> WHAT TO DO
Extract all lines from the data beneath that include the word "bilinear".

> DATA FOR PROCESSING
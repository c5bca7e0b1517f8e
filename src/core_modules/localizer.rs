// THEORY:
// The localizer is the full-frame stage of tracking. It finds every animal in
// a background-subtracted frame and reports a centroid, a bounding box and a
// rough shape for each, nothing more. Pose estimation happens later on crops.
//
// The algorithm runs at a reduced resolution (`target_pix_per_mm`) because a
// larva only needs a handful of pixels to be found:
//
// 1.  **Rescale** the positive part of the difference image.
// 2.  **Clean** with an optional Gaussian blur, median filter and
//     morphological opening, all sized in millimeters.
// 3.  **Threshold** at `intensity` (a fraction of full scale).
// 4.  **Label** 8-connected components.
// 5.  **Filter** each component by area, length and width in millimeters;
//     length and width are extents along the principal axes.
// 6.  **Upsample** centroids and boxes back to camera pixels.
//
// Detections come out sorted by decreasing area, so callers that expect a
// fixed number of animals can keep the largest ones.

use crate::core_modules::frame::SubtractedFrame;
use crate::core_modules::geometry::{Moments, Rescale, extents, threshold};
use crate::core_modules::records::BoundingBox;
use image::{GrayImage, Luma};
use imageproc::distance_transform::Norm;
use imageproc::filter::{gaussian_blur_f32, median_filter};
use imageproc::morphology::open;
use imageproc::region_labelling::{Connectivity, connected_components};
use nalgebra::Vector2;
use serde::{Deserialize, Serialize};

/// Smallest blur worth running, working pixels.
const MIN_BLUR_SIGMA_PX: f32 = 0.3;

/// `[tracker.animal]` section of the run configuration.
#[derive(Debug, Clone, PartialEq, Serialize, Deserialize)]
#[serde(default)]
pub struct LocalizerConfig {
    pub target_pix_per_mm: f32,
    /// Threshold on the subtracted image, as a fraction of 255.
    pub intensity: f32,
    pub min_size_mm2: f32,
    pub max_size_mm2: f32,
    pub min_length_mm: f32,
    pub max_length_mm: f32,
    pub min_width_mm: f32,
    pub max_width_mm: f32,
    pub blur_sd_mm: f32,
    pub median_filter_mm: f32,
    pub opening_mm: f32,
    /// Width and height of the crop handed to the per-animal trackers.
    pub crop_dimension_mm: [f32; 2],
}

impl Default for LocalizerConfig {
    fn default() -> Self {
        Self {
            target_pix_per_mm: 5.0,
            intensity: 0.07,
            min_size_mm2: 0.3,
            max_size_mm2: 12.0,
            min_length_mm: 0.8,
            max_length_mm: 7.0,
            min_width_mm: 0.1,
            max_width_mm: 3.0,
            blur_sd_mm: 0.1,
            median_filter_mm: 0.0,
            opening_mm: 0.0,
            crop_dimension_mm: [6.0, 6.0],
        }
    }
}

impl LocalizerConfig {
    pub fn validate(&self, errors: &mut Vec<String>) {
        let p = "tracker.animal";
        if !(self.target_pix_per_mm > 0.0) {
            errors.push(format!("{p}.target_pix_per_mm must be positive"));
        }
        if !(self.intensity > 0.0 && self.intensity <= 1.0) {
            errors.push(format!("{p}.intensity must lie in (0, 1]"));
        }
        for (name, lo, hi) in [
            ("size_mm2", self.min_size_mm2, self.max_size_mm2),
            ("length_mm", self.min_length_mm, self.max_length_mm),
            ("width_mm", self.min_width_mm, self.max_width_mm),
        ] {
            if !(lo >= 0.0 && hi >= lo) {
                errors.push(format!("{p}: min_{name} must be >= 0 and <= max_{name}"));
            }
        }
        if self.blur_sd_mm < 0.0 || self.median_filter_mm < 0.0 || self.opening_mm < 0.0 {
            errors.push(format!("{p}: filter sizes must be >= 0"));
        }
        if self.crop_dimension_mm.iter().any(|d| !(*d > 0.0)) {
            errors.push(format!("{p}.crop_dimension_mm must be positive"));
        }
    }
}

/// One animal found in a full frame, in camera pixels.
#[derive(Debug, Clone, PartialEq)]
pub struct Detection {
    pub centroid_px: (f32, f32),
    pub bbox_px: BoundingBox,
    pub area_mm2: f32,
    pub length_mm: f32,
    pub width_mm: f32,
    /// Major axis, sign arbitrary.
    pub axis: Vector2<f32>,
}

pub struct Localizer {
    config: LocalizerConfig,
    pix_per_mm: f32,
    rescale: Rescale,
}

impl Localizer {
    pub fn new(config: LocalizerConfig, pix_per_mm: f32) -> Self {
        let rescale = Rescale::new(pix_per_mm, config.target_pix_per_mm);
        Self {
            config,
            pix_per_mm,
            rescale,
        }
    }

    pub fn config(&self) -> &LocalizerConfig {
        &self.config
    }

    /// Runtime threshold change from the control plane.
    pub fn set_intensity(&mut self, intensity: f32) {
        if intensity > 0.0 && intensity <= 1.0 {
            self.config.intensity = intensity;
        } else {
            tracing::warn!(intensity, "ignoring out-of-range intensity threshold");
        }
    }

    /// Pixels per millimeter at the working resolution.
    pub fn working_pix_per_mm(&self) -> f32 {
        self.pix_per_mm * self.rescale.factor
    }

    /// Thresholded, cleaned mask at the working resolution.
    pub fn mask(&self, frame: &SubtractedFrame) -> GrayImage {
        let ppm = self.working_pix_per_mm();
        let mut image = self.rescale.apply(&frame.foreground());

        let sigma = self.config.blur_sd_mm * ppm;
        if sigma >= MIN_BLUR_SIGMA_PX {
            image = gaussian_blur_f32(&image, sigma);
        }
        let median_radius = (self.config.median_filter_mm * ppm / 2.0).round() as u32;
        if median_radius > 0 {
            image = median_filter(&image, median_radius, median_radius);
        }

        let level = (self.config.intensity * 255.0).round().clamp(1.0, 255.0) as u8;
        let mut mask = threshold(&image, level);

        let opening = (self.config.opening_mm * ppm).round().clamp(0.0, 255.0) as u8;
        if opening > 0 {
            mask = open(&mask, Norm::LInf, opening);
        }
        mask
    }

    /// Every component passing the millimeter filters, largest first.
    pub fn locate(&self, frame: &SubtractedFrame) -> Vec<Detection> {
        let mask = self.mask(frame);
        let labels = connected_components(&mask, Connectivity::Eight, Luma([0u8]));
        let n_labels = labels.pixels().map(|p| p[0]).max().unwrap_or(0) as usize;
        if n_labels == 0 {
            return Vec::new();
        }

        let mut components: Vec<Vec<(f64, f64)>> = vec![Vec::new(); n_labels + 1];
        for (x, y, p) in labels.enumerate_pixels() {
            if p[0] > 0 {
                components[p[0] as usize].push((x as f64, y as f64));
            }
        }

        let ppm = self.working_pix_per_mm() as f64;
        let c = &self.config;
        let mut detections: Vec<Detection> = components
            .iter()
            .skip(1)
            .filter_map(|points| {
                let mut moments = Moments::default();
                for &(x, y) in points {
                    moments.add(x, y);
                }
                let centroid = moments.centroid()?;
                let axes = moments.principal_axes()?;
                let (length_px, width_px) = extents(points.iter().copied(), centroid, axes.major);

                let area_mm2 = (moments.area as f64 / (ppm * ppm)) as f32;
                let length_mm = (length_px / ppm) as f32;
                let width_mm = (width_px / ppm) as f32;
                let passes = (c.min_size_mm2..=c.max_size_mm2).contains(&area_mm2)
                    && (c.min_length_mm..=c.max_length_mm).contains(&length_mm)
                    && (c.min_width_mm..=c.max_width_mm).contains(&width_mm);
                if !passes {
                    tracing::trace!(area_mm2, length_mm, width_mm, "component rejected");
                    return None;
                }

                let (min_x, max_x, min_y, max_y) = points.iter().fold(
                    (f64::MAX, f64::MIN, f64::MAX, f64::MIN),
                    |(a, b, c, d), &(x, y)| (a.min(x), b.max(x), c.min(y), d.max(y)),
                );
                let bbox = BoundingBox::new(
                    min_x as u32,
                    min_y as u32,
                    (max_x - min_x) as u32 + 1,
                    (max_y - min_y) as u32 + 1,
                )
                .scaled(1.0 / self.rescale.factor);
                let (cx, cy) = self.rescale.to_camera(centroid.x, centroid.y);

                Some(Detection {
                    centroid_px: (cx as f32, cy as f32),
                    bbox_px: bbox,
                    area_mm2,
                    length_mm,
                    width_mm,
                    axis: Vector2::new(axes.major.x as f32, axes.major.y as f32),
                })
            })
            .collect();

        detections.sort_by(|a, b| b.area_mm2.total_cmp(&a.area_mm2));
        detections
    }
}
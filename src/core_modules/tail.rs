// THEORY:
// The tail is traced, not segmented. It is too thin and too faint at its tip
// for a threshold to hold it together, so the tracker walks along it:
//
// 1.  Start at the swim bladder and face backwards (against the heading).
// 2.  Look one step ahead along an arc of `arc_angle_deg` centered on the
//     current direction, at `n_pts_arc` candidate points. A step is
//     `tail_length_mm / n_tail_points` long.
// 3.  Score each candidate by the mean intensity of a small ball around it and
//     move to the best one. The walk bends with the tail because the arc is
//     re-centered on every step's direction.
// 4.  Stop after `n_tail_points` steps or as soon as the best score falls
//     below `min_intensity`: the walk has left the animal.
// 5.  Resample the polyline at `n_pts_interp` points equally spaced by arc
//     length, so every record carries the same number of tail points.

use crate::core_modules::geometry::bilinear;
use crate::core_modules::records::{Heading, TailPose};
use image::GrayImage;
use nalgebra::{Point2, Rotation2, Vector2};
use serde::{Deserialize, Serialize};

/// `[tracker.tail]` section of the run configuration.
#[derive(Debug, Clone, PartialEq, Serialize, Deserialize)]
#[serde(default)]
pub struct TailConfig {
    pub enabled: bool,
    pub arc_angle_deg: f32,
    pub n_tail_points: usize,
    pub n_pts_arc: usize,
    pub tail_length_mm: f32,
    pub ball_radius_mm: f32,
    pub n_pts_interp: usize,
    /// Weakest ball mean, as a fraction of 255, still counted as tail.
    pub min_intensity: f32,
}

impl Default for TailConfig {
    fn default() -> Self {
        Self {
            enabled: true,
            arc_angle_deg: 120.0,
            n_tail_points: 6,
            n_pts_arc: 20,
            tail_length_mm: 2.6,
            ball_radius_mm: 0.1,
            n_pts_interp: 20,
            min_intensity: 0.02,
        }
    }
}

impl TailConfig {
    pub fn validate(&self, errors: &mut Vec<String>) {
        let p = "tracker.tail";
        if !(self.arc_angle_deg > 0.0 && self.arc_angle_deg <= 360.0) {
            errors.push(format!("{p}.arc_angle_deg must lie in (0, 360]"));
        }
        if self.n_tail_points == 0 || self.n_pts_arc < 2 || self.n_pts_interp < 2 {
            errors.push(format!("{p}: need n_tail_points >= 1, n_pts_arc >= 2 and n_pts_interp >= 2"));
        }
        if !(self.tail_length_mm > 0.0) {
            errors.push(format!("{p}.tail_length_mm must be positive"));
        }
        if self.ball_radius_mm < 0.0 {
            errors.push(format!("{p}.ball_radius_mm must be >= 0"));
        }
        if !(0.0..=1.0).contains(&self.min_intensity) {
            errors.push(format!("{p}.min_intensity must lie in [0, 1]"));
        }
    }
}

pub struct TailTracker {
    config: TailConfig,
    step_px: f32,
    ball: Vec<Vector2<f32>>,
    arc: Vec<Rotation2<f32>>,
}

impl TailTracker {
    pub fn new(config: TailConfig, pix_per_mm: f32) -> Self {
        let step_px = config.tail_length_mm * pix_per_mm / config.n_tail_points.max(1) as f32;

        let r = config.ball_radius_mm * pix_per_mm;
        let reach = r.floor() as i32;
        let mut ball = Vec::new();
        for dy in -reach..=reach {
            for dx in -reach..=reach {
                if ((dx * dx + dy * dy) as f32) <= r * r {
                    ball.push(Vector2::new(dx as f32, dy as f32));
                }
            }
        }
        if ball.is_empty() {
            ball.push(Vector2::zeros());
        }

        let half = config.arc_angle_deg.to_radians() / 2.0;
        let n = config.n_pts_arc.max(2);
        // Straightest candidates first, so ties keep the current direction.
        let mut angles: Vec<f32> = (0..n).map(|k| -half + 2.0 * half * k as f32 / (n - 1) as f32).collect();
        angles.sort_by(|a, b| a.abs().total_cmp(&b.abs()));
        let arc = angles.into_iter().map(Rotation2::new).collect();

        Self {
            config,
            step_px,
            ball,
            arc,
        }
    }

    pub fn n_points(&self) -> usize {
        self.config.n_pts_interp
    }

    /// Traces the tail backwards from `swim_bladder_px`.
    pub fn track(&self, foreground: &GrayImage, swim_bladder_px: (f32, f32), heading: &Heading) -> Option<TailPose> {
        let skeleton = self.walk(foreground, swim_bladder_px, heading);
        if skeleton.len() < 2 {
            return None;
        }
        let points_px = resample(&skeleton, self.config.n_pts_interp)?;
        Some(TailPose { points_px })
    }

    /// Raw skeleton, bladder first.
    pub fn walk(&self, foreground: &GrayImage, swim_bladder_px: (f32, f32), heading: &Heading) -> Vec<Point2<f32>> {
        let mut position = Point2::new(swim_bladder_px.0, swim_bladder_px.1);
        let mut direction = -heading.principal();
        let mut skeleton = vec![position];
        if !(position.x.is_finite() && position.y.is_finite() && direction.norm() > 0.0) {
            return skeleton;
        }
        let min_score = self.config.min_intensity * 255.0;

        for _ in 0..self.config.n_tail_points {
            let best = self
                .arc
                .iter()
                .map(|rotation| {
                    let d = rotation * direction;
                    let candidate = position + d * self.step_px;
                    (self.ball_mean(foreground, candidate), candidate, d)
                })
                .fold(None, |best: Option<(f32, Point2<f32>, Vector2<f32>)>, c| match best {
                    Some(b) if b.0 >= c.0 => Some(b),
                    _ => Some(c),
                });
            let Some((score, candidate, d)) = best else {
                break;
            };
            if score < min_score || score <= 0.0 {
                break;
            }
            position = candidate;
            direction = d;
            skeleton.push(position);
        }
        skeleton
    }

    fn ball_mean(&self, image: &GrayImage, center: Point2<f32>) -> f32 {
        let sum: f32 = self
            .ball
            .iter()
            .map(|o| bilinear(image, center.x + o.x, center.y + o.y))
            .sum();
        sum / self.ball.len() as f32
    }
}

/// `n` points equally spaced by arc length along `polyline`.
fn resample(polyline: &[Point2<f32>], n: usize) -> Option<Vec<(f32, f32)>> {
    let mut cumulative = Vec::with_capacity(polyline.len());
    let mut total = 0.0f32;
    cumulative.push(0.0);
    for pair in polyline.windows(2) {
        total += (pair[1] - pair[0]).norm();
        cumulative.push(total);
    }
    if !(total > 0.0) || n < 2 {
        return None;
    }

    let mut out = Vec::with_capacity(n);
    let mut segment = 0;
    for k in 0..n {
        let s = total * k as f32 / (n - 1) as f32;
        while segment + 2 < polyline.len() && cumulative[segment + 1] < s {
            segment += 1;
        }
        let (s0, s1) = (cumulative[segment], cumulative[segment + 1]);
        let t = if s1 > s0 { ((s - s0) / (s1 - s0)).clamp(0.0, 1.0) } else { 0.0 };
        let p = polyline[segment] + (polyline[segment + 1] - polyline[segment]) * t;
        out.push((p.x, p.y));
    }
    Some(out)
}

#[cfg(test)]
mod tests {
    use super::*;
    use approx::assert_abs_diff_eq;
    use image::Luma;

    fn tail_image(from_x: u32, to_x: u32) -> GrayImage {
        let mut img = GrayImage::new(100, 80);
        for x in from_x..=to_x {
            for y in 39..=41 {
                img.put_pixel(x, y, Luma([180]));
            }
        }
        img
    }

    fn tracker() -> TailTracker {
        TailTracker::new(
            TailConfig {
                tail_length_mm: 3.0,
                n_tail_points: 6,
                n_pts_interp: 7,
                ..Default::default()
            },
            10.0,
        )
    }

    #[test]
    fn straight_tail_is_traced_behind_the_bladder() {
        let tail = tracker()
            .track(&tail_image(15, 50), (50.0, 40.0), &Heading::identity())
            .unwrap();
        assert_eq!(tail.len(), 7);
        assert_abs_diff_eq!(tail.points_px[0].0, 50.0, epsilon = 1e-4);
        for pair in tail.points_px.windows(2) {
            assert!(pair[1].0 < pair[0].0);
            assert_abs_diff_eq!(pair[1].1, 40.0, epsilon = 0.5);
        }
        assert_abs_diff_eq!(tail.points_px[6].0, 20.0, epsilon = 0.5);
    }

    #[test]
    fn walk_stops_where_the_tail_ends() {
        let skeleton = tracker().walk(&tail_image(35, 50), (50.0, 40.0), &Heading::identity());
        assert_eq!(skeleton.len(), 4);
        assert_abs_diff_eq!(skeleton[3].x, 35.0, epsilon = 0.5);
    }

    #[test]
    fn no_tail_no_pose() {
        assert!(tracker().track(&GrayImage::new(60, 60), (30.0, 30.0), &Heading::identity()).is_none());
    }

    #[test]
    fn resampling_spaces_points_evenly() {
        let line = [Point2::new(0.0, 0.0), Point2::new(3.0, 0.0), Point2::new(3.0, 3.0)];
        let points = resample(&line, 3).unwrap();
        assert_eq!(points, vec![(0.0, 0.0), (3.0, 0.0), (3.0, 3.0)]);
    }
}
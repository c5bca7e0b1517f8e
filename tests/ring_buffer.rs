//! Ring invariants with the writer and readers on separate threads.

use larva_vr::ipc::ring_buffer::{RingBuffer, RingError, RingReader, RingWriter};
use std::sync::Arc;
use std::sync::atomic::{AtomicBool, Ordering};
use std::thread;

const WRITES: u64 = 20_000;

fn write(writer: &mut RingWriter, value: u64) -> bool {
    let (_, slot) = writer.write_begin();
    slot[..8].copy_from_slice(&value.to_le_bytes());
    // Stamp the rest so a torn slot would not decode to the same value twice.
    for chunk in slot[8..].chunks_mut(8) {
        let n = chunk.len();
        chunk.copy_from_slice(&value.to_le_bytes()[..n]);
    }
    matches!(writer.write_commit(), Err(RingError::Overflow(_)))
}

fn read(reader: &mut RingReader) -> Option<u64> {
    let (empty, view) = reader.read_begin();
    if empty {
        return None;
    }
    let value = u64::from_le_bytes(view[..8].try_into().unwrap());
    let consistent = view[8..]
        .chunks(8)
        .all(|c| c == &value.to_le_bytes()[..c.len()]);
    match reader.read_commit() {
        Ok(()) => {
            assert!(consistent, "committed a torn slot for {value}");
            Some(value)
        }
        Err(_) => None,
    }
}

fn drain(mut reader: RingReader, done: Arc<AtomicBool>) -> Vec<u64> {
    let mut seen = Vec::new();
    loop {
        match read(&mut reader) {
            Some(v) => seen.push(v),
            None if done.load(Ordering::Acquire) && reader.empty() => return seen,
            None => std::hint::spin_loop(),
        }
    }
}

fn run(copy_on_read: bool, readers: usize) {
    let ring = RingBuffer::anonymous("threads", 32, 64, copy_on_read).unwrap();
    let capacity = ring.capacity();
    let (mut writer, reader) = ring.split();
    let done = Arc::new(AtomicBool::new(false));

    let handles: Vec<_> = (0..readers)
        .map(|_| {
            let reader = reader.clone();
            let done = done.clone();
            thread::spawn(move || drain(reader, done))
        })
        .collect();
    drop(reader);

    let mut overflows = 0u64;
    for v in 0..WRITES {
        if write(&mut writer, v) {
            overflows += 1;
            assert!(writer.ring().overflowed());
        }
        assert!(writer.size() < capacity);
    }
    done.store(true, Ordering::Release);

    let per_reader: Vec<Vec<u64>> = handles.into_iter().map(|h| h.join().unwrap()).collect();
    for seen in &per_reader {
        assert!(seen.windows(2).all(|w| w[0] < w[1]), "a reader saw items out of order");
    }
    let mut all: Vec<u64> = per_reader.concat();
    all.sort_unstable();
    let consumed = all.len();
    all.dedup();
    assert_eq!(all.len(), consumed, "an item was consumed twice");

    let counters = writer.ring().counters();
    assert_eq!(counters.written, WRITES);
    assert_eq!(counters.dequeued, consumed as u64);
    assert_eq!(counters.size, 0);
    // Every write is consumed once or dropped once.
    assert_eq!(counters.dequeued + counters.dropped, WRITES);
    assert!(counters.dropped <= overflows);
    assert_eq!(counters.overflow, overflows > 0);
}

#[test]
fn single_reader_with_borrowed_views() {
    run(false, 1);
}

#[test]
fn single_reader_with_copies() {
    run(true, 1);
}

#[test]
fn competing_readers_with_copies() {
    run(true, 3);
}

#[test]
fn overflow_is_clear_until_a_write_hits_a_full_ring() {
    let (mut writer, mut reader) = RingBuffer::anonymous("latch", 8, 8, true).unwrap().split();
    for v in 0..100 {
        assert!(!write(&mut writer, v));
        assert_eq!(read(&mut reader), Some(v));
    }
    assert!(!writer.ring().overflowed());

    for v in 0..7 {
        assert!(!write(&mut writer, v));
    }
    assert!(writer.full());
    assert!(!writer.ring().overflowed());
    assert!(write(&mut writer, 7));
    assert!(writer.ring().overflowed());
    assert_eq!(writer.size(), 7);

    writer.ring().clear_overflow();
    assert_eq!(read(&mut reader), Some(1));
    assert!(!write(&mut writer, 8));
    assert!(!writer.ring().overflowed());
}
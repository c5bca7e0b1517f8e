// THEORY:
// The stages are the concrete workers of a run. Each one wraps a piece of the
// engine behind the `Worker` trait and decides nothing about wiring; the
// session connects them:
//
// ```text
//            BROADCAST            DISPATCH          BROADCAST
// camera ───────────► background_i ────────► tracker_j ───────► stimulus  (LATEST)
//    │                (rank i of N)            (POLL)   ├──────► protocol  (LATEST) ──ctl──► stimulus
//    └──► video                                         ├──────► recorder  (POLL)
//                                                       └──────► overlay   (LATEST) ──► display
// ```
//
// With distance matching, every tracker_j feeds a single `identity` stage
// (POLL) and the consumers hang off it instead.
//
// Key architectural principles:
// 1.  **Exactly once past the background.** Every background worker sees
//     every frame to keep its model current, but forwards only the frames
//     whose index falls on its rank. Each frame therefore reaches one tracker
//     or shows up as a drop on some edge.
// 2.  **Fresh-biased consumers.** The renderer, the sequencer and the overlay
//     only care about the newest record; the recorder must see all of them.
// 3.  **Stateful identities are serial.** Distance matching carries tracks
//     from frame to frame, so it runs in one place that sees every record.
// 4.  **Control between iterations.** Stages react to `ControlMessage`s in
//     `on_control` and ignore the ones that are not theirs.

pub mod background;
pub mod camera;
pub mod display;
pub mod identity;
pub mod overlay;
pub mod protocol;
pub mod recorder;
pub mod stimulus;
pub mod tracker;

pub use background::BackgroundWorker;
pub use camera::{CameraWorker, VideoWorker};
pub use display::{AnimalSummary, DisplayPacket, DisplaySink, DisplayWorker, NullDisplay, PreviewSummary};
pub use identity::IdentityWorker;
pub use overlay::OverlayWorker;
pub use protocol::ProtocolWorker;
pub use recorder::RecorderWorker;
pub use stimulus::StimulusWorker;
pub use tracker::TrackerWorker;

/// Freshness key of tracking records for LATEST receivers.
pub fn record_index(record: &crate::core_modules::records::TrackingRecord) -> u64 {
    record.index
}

> COMPLETED TASK
use crate::core_modules::geometry::bilinear;
            .map(|o| bilinear(image, center.x + o.x, center.y + o.y))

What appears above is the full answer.